It is difficult to define what visual poetry is. For many it is a suggestive, intuitive mix of image and text where the image predominates. For me it consists of inciting, provoking the invention of a small story through some image, almost always accompanied by a short text, sometimes a single word. That is, a challenge to the imagination and creativity of the reader .

I think it all started when I was a child, in the 1950s, I started reading comics - comics in Spain, dolls in Cuba - in industrial quantities. A very dear aunt distributed the press in the small town of San Luis, in the province of Pinar del Río. An area of ​​Vegas tobacco where I spent my summer and Christmas holidays with my grandparents and some uncles who lived nearby.

The comics that were not sold stayed there.

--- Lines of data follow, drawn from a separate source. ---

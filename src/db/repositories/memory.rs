use std::sync::{RwLock, RwLockReadGuard, RwLockWriteGuard};

use crate::error::{AppError, AppResult};
use crate::models::task::TaskRecord;
use crate::models::time_entry::TimeEntryRecord;

use super::{TaskRepository, TaskStore, TimeEntryRepository, TimeEntryStore};

/// Process-local task table. New tasks go to the front.
#[derive(Debug, Default)]
pub struct InMemoryTaskRepository {
    tasks: RwLock<Vec<TaskRecord>>,
}

impl InMemoryTaskRepository {
    pub fn new() -> Self {
        Self::default()
    }

    pub fn with_tasks(tasks: Vec<TaskRecord>) -> Self {
        Self {
            tasks: RwLock::new(tasks),
        }
    }

    pub fn replace_all(&self, tasks: Vec<TaskRecord>) -> AppResult<()> {
        *write_guard(&self.tasks, "tasks")? = tasks;
        Ok(())
    }
}

impl TaskRepository for InMemoryTaskRepository {
    fn list_tasks(&self) -> AppResult<Vec<TaskRecord>> {
        Ok(read_guard(&self.tasks, "tasks")?.clone())
    }
}

impl TaskStore for InMemoryTaskRepository {
    fn find_task(&self, id: &str) -> AppResult<Option<TaskRecord>> {
        Ok(read_guard(&self.tasks, "tasks")?
            .iter()
            .find(|task| task.id == id)
            .cloned())
    }

    fn insert_task(&self, task: &TaskRecord) -> AppResult<()> {
        let mut tasks = write_guard(&self.tasks, "tasks")?;
        if tasks.iter().any(|existing| existing.id == task.id) {
            return Err(AppError::conflict(format!("任务已存在: {}", task.id)));
        }
        tasks.insert(0, task.clone());
        Ok(())
    }

    fn update_task(&self, task: &TaskRecord) -> AppResult<()> {
        let mut tasks = write_guard(&self.tasks, "tasks")?;
        match tasks.iter_mut().find(|existing| existing.id == task.id) {
            Some(slot) => {
                *slot = task.clone();
                Ok(())
            }
            None => Err(AppError::not_found()),
        }
    }

    fn delete_task(&self, id: &str) -> AppResult<()> {
        let mut tasks = write_guard(&self.tasks, "tasks")?;
        let before = tasks.len();
        tasks.retain(|task| task.id != id);
        if tasks.len() == before {
            return Err(AppError::not_found());
        }
        Ok(())
    }
}

/// Process-local time entry table. New entries go to the back.
#[derive(Debug, Default)]
pub struct InMemoryTimeEntryRepository {
    entries: RwLock<Vec<TimeEntryRecord>>,
}

impl InMemoryTimeEntryRepository {
    pub fn new() -> Self {
        Self::default()
    }

    pub fn with_entries(entries: Vec<TimeEntryRecord>) -> Self {
        Self {
            entries: RwLock::new(entries),
        }
    }

    pub fn replace_all(&self, entries: Vec<TimeEntryRecord>) -> AppResult<()> {
        *write_guard(&self.entries, "time_entries")? = entries;
        Ok(())
    }
}

impl TimeEntryRepository for InMemoryTimeEntryRepository {
    fn list_time_entries(&self) -> AppResult<Vec<TimeEntryRecord>> {
        Ok(read_guard(&self.entries, "time_entries")?.clone())
    }
}

impl TimeEntryStore for InMemoryTimeEntryRepository {
    fn insert_time_entry(&self, entry: &TimeEntryRecord) -> AppResult<()> {
        let mut entries = write_guard(&self.entries, "time_entries")?;
        if entries.iter().any(|existing| existing.id == entry.id) {
            return Err(AppError::conflict(format!("计时记录已存在: {}", entry.id)));
        }
        entries.push(entry.clone());
        Ok(())
    }

    fn update_time_entry(&self, entry: &TimeEntryRecord) -> AppResult<()> {
        let mut entries = write_guard(&self.entries, "time_entries")?;
        match entries.iter_mut().find(|existing| existing.id == entry.id) {
            Some(slot) => {
                *slot = entry.clone();
                Ok(())
            }
            None => Err(AppError::not_found()),
        }
    }
}

fn read_guard<'a, T>(lock: &'a RwLock<T>, table: &str) -> AppResult<RwLockReadGuard<'a, T>> {
    lock.read()
        .map_err(|_| AppError::other(format!("内存表读取失败: {table}")))
}

fn write_guard<'a, T>(lock: &'a RwLock<T>, table: &str) -> AppResult<RwLockWriteGuard<'a, T>> {
    lock.write()
        .map_err(|_| AppError::other(format!("内存表写入失败: {table}")))
}
use serde_json::Value as JsonValue;
use thiserror::Error;
use tracing::{error, warn};

pub type AppResult<T> = Result<T, AppError>;

#[derive(Debug, Error)]
pub enum AppError {
    #[error("数据库错误: {message}")]
    Database { message: String },

    #[error("记录未找到")]
    NotFound,

    #[error("记录冲突: {message}")]
    Conflict { message: String },

    #[error("验证失败: {message}")]
    Validation {
        message: String,
        #[source]
        source: Option<Box<dyn std::error::Error + Send + Sync>>,
        details: Option<JsonValue>,
    },

    #[error("序列化错误: {0}")]
    Serialization(#[from] serde_json::Error),

    #[error("IO 错误: {0}")]
    Io(#[from] std::io::Error),

    #[error("{0}")]
    Other(String),
}

impl AppError {
    pub fn validation(message: impl Into<String>) -> Self {
        let message = message.into();
        warn!(target: "app::validation", %message, "validation error");
        AppError::Validation {
            message,
            source: None,
            details: None,
        }
    }

    pub fn validation_with_details(message: impl Into<String>, details: JsonValue) -> Self {
        let message = message.into();
        warn!(target: "app::validation", %message, details = %details, "validation error with details");
        AppError::Validation {
            message,
            source: None,
            details: Some(details),
        }
    }

    pub fn conflict(message: impl Into<String>) -> Self {
        let message = message.into();
        warn!(target: "app::conflict", %message, "conflict error");
        AppError::Conflict { message }
    }

    pub fn not_found() -> Self {
        warn!(target: "app::database", "resource not found");
        AppError::NotFound
    }

    pub fn database(message: impl Into<String>) -> Self {
        let message = message.into();
        error!(target: "app::database", %message, "database error");
        AppError::Database { message }
    }

    pub fn other(message: impl Into<String>) -> Self {
        let message = message.into();
        error!(target: "app::other", %message, "other error");
        AppError::Other(message)
    }

    pub fn is_not_found(&self) -> bool {
        matches!(self, AppError::NotFound)
    }
}

impl From<rusqlite::Error> for AppError {
    fn from(error: rusqlite::Error) -> Self {
        use rusqlite::Error::{QueryReturnedNoRows, SqliteFailure};
        use rusqlite::ErrorCode;

        match &error {
            QueryReturnedNoRows => AppError::not_found(),
            SqliteFailure(err, _) if err.code == ErrorCode::ConstraintViolation => {
                AppError::conflict("违反唯一性或约束限制")
            }
            _ => {
                error!(target: "app::database", error = ?error, "sqlite error");
                AppError::database(error.to_string())
            }
        }
    }
}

Thousands and thousands. I don't know why, but they were not returned. And I, from the age of seven or eight, became fond of reading all: from Little Lulu and Donald Duck to Superman and Batman . From 1960 I started going to the movies a lot. American films were no longer seen in Cuba, but all the best in Europe were. Polanski, Truffaut, Fellini, Kurosawa, Bergman and a long etcetera. He also drew a lot at that time as a teenager and young man. I tried to enter the National School of Art, which in the 1960s was wonderful from the pedagogical point of view. For various reasons I could not study there.

I think that comics, movies and my love of drawing were fundamental to stimulate in me a way of seeing the world. When I write, I give a fundamental importance, intuitively, to action, to rapid dialogue. I always try to advance the story with a dynamic that causes reading speed. The reflections caused by the text are made by the reader. I only do fifty percent of the work. The rest is put by the reader .

Then, starting at age 23, I started working as a journalist. Many years on radio, on TV and in a news agency. That more accentuated that inclination of mine to expressive minimalism. Go straight to the point and never give long and tedious detours. We already know that in these times, every day more vertiginous, nobody has the spirit and disposition for parabolic readings.

I wrote the first poem at age 13. For a girlfriend she had in San Luis. A summer girlfriend . But I, romantic, wrote an acrostic from his name, Maria Elena. I gave it to him with a flower. And it worked. She was amazed. I kept writing poems all my life. At thirty-something he had written hundreds of poems, but all remained unpublished. Some, the shortest, seemed very good to me. That is essential in a writer: encourage, be stubborn, select and save what you think is best and try to publish it.

Then it occurred to me to take a sheet, paste some figures, write some of my poems, photocopy on DIN A4 sheets and mail my friends. I almost always applied some color to the photocopies, so that they had more enhancement. And little by little, without consciously proposing it, the images gained more space. And the texts were getting shorter. At some point I made larger photocopies, about 80 centimeters by 40. A painter friend saw them and loved them. He was responsible for organizing exhibitions in art galleries in Havana, Matanzas and Pinar del Río. And later, in 1987, to publish a book with the reproductions of my visual poems. It is titled Roaring Reality and is a curiosity. A print run of only 200 copies was made.

So, I don't remember how, I learned that in Cuba only Fayad Jamis and Samuel Feijóo, two excellent poets, had an interesting and scarcely published work in visual poetry. I was the third Cuban in this modus operandi . I visited Fayad at his home in Havana. I went to Santa Clara to meet Feijóo. And it was very stimulating. They were old people and shortly after they died. In a Biennial of Art of Havana I saw several works of a Mexican group called Núcleo Post-Arte, directed by César Espinosa. I sent him some pieces of my visual poems in the mail . We had correspondence and attended the biennials organized by César in Mexico City in the years 1986, 1988, 1990 and 1992. Also at the First International Exhibition of Visual Poetry, in Sao Paulo, in 1989. I liked to play, have fun with my visual poems . Only that. But in those events I learned that I was a cutting-edge artist. An experimenter That's how they considered me. Then I met a little history and theory. The background: Dadá, the surrealists, the lyricists, the European avant-garde, Fluxus. Anyway, I discovered a magical world that dates back perhaps to the European Middle Ages and to Chinese, Japanese, Indian cultures, among many others. In every great ancient culture we can find this need of the human being to express himself and communicate his feelings , his stories, his inner world, and leave a mark.

For decades, creation in visual poetry has been closely linked to art-mail. There is an international network of post-art or art-mail. They are creators from all over the world who exchange their pieces by postal mail. It is a movement that develops outside the great circuits of art. No Super Stars, no museums, no galleries, no Mainstream. However, I always consider that the rules exist to be violated. So in June-August I made a good exhibition with my latest visual poems at the National Museum of the Republic, in Brasilia. And we go on. It's fun. I like it.